O comunicado emitido pelo MP limita-se a referir que o
inquérito tem como objeto “a investigação de factos subsequentes ao processo
legislativo bem como aos procedimentos administrativos relativos à introdução
no setor elétrico nacional dos Custos para Manutenção do Equilíbrio Contratual
(CMEC)” e que estarão em causa “factos suscetíveis de integrarem os crimes de
corrupção ativa, corrupção passiva e participação económica em negócio”.

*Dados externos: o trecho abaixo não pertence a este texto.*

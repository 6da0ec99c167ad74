//! Executor facade over a [`Client`].
//!
//! An executor submits with a fixed set of options, hands results back as a
//! lazy stream from [`Executor::map`], and can be shut down. Dropping an
//! executor that was not shut down cancels its unfinished work.

use std::collections::{BTreeMap, VecDeque};
use std::sync::atomic::{AtomicBool, Ordering};
use std::sync::Mutex;
use std::time::Duration;

use futures::stream::{self, Stream};
use hive_core::{stimulus_id, Address, Arg, Function, ToScheduler};
use serde_json::Value;
use tracing::{debug, info};

use crate::client::{Client, SubmitOptions};
use crate::error::ClientError;
use crate::future::{lock, TaskFuture, WeakFuture};

/// Option names [`Client::get_executor`] understands.
pub const EXECUTOR_OPTIONS: [&str; 6] = [
    "allow_other_workers",
    "priority",
    "pure",
    "resources",
    "retries",
    "workers",
];

// ── Options ─────────────────────────────────────────────────────────

fn invalid(name: &str, reason: &str) -> ClientError {
    ClientError::InvalidOption {
        name: name.to_string(),
        reason: reason.to_string(),
    }
}

/// Turn loosely typed executor options into [`SubmitOptions`].
///
/// Every unrecognised name is reported at once, sorted.
pub fn parse_options(options: BTreeMap<String, Value>) -> Result<SubmitOptions, ClientError> {
    let unsupported: Vec<String> = options
        .keys()
        .filter(|name| !EXECUTOR_OPTIONS.contains(&name.as_str()))
        .cloned()
        .collect();
    if !unsupported.is_empty() {
        return Err(ClientError::UnsupportedOptions(unsupported));
    }

    let mut parsed = SubmitOptions::default();
    for (name, value) in &options {
        match name.as_str() {
            "pure" => {
                parsed.pure = value.as_bool().ok_or_else(|| invalid(name, "expected a bool"))?;
            }
            "allow_other_workers" => {
                parsed.allow_other_workers =
                    value.as_bool().ok_or_else(|| invalid(name, "expected a bool"))?;
            }
            "retries" => {
                let retries = value
                    .as_u64()
                    .ok_or_else(|| invalid(name, "expected a non-negative integer"))?;
                parsed.retries =
                    u32::try_from(retries).map_err(|_| invalid(name, "too many retries"))?;
            }
            "priority" => {
                parsed.priority = value.as_i64().ok_or_else(|| invalid(name, "expected an integer"))?;
            }
            "workers" => parsed.workers = Some(parse_workers(name, value)?),
            "resources" => {
                let resources = value
                    .as_object()
                    .ok_or_else(|| invalid(name, "expected a map of amounts"))?;
                for (resource, amount) in resources {
                    let amount = amount
                        .as_f64()
                        .ok_or_else(|| invalid(name, "amounts must be numbers"))?;
                    parsed.resources.insert(resource.clone(), amount);
                }
            }
            _ => {}
        }
    }
    Ok(parsed)
}

fn parse_workers(name: &str, value: &Value) -> Result<Vec<Address>, ClientError> {
    match value {
        Value::String(address) => Ok(vec![Address::new(address.as_str())]),
        Value::Array(items) => items
            .iter()
            .map(|item| {
                item.as_str()
                    .map(Address::new)
                    .ok_or_else(|| invalid(name, "worker addresses must be strings"))
            })
            .collect(),
        _ => Err(invalid(name, "expected an address or a list of addresses")),
    }
}

// ── Executor ────────────────────────────────────────────────────────

pub struct Executor {
    client: Client,
    options: SubmitOptions,
    submitted: Mutex<Vec<WeakFuture>>,
    shut_down: AtomicBool,
}

impl Executor {
    pub(crate) fn new(client: Client, options: BTreeMap<String, Value>) -> Result<Self, ClientError> {
        Ok(Self::with_options(client, parse_options(options)?))
    }

    pub(crate) fn with_options(client: Client, options: SubmitOptions) -> Self {
        Self {
            client,
            options,
            submitted: Mutex::new(Vec::new()),
            shut_down: AtomicBool::new(false),
        }
    }

    pub fn options(&self) -> &SubmitOptions {
        &self.options
    }

    pub fn submit(&self, function: &Function, args: Vec<Arg>) -> Result<TaskFuture, ClientError> {
        self.submit_with(function, args, BTreeMap::new())
    }

    pub fn submit_with(
        &self,
        function: &Function,
        args: Vec<Arg>,
        kwargs: BTreeMap<String, Arg>,
    ) -> Result<TaskFuture, ClientError> {
        self.ensure_running()?;
        let future = self.client.submit_with(function, args, kwargs, &self.options)?;
        self.remember(std::slice::from_ref(&future));
        Ok(future)
    }

    /// Submit every call up front and yield the results lazily, in input
    /// order.
    ///
    /// `timeout` bounds the wait for each element.
    pub fn map(
        &self,
        function: &Function,
        iterables: Vec<Vec<Arg>>,
        timeout: Option<Duration>,
    ) -> Result<MapResults, ClientError> {
        self.ensure_running()?;
        let futures = self.client.map(function, iterables, &self.options)?;
        self.remember(&futures);
        Ok(MapResults {
            pending: futures.into(),
            timeout,
            exhausted: false,
        })
    }

    /// Refuse further submissions. With `wait`, block until everything
    /// submitted so far is done; otherwise cancel what is still pending.
    pub async fn shutdown(&self, wait: bool) -> Result<(), ClientError> {
        self.shut_down.store(true, Ordering::SeqCst);
        let live = self.live_futures();
        if wait {
            for future in &live {
                future.wait().await;
            }
        } else {
            self.client.cancel(&live, false).await?;
        }
        info!(client = %self.client.address(), wait, futures = live.len(), "executor shut down");
        Ok(())
    }

    pub fn is_shut_down(&self) -> bool {
        self.shut_down.load(Ordering::SeqCst)
    }

    fn ensure_running(&self) -> Result<(), ClientError> {
        if self.is_shut_down() {
            Err(ClientError::ExecutorShutdown)
        } else {
            Ok(())
        }
    }

    fn remember(&self, futures: &[TaskFuture]) {
        let mut submitted = lock(&self.submitted);
        submitted.extend(futures.iter().map(TaskFuture::downgrade));
    }

    /// Submitted futures somebody still holds.
    fn live_futures(&self) -> Vec<TaskFuture> {
        lock(&self.submitted)
            .iter()
            .filter_map(WeakFuture::upgrade)
            .collect()
    }
}

impl Drop for Executor {
    fn drop(&mut self) {
        if self.shut_down.swap(true, Ordering::SeqCst) {
            return;
        }
        let keys: Vec<_> = self
            .live_futures()
            .iter()
            .filter(|future| !future.done())
            .map(|future| future.key().clone())
            .collect();
        if keys.is_empty() || self.client.is_closed() {
            return;
        }
        debug!(client = %self.client.address(), keys = keys.len(), "executor dropped, cancelling pending work");
        let msg = ToScheduler::CancelKeys {
            keys,
            force: false,
            stimulus_id: stimulus_id("executor-drop"),
        };
        if let Err(e) = self.client.inner().send(&msg) {
            debug!(error = %e, "could not cancel executor work");
        }
    }
}

// ── Lazy map results ────────────────────────────────────────────────

/// Results of [`Executor::map`], consumed front to back.
///
/// Dropping it releases every element not yet delivered.
#[derive(Debug)]
pub struct MapResults {
    pending: VecDeque<TaskFuture>,
    timeout: Option<Duration>,
    exhausted: bool,
}

impl MapResults {
    /// Elements not delivered yet.
    pub fn remaining(&self) -> usize {
        if self.exhausted {
            0
        } else {
            self.pending.len()
        }
    }

    /// The next result in input order.
    ///
    /// A timeout ends the sequence; the elements behind it are released
    /// when `self` is dropped.
    pub async fn next(&mut self) -> Option<Result<Value, ClientError>> {
        if self.exhausted {
            return None;
        }
        let result = self.pending.front()?.result(self.timeout).await;
        match result {
            Err(e) if e.is_timeout() => {
                self.exhausted = true;
                Some(Err(e))
            }
            other => {
                self.pending.pop_front();
                Some(other)
            }
        }
    }

    pub fn into_stream(self) -> impl Stream<Item = Result<Value, ClientError>> {
        stream::unfold(self, |mut results| async move {
            let next = results.next().await?;
            Some((next, results))
        })
    }
}

#[cfg(test)]
mod tests {
    use serde_json::json;

    use super::*;

    fn options(pairs: &[(&str, Value)]) -> BTreeMap<String, Value> {
        pairs
            .iter()
            .map(|(k, v)| (k.to_string(), v.clone()))
            .collect()
    }

    #[test]
    fn unsupported_options_are_listed_sorted() {
        let err = parse_options(options(&[
            ("foo", json!(1)),
            ("pure", json!(true)),
            ("bar", json!(2)),
        ]))
        .unwrap_err();
        match &err {
            ClientError::UnsupportedOptions(names) => assert_eq!(names, &["bar", "foo"]),
            other => panic!("unexpected {other:?}"),
        }
        assert_eq!(
            err.to_string(),
            r#"unsupported arguments to executor: ["bar", "foo"]"#
        );
    }

    #[test]
    fn recognised_options_are_applied() {
        let parsed = parse_options(options(&[
            ("pure", json!(false)),
            ("retries", json!(3)),
            ("workers", json!(["inproc://w1"])),
            ("allow_other_workers", json!(true)),
            ("priority", json!(5)),
            ("resources", json!({"GPU": 1})),
        ]))
        .unwrap();
        assert!(!parsed.pure);
        assert_eq!(parsed.retries, 3);
        assert_eq!(parsed.workers, Some(vec![Address::inproc("w1")]));
        assert!(parsed.allow_other_workers);
        assert_eq!(parsed.priority, 5);
        assert_eq!(parsed.resources.get("GPU"), Some(&1.0));
    }

    #[test]
    fn a_single_worker_address_is_accepted() {
        let parsed = parse_options(options(&[("workers", json!("inproc://w1"))])).unwrap();
        assert_eq!(parsed.workers, Some(vec![Address::inproc("w1")]));
    }

    #[test]
    fn mistyped_values_are_rejected() {
        let err = parse_options(options(&[("retries", json!("many"))])).unwrap_err();
        assert!(matches!(err, ClientError::InvalidOption { ref name, .. } if name == "retries"));
    }

    #[test]
    fn defaults_match_submit_defaults() {
        assert_eq!(parse_options(BTreeMap::new()).unwrap(), SubmitOptions::default());
    }
}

Seria de esperar que na conferência de imprensa, convocada
pelos responsáveis da EDP, se percebesse melhor o que está em causa uma vez que
o processo não estará sob segredo de justiça e que a constituição de arguidos
implica, nos termos da lei, que haja fundadas suspeitas da prática de crime
pelos mesmos. Mas na conferência de imprensa, o responsável máximo da EDP, para
além de se referir a questões técnicas, limitou-se a garantir que todos os
negócios que estão em causa respeitaram a lei e já foram escrutinados por
inúmeras instâncias, europeias inclusive. Em conclusão: os responsáveis da EDP
nada terão encontrado no processo que justifique sequer a existência do próprio
processo.
Estarão, assim, os responsáveis pelo inquérito criminal a
brincar com uma empresa cotada, como sugeriu o ex-ministro? E, ainda, por cima
uma das maiores empresas do nosso país? E terá sido só por desfastio, que
constituíram como arguido o presidente do conselho administração em exercício
dessa poderosa empresa?
Não é assim que pensam inúmeras pessoas presumivelmente bem
informadas e providas de capacidades de raciocínio seguramente não
desprezáveis; se lermos os mais diversos jornais nacionais e, mesmo as televisões,
constatamos muitas vozes e de diferentes sectores de opinião, que não ficaram
satisfeitas com as explicações dadas na conferência de imprensa, apontando a
profunda irracionalidade que representam as elevadas rendas pagas à EDP pelo
Estado e manifestando a expectativa que da investigação surja algo de mais
substancial.
No fundo, há duas hipóteses: ou o MP não tem nada de grave
no processo e teremos uma lamentável entrada de leão e saída de sendeiro ou,
então, estamos a assistir a uma réplica de grande intensidade do violento
terramoto político e social que, a partir de 2014, expôs publicamente e abalou
uma parte central da complexíssima rede de negócios e interesses e de
circulação de lugares e cargos em que o poder político nacional, depois do 25 de
Abril de 1974, ficou capturado. A ser assim, a questão que se deverá colocar é
a de se saber se as empresas cotadas podem continuar a brincar com os
portugueses (e com a Justiça) e até quando.
Quanto ao episódio do professor Manuel Pinho e da sua cátedra
na Universidade da Columbia, o mesmo seria cómico se não fosse insultuoso para
os portugueses que pagam uma das electricidades mais caras da Europa.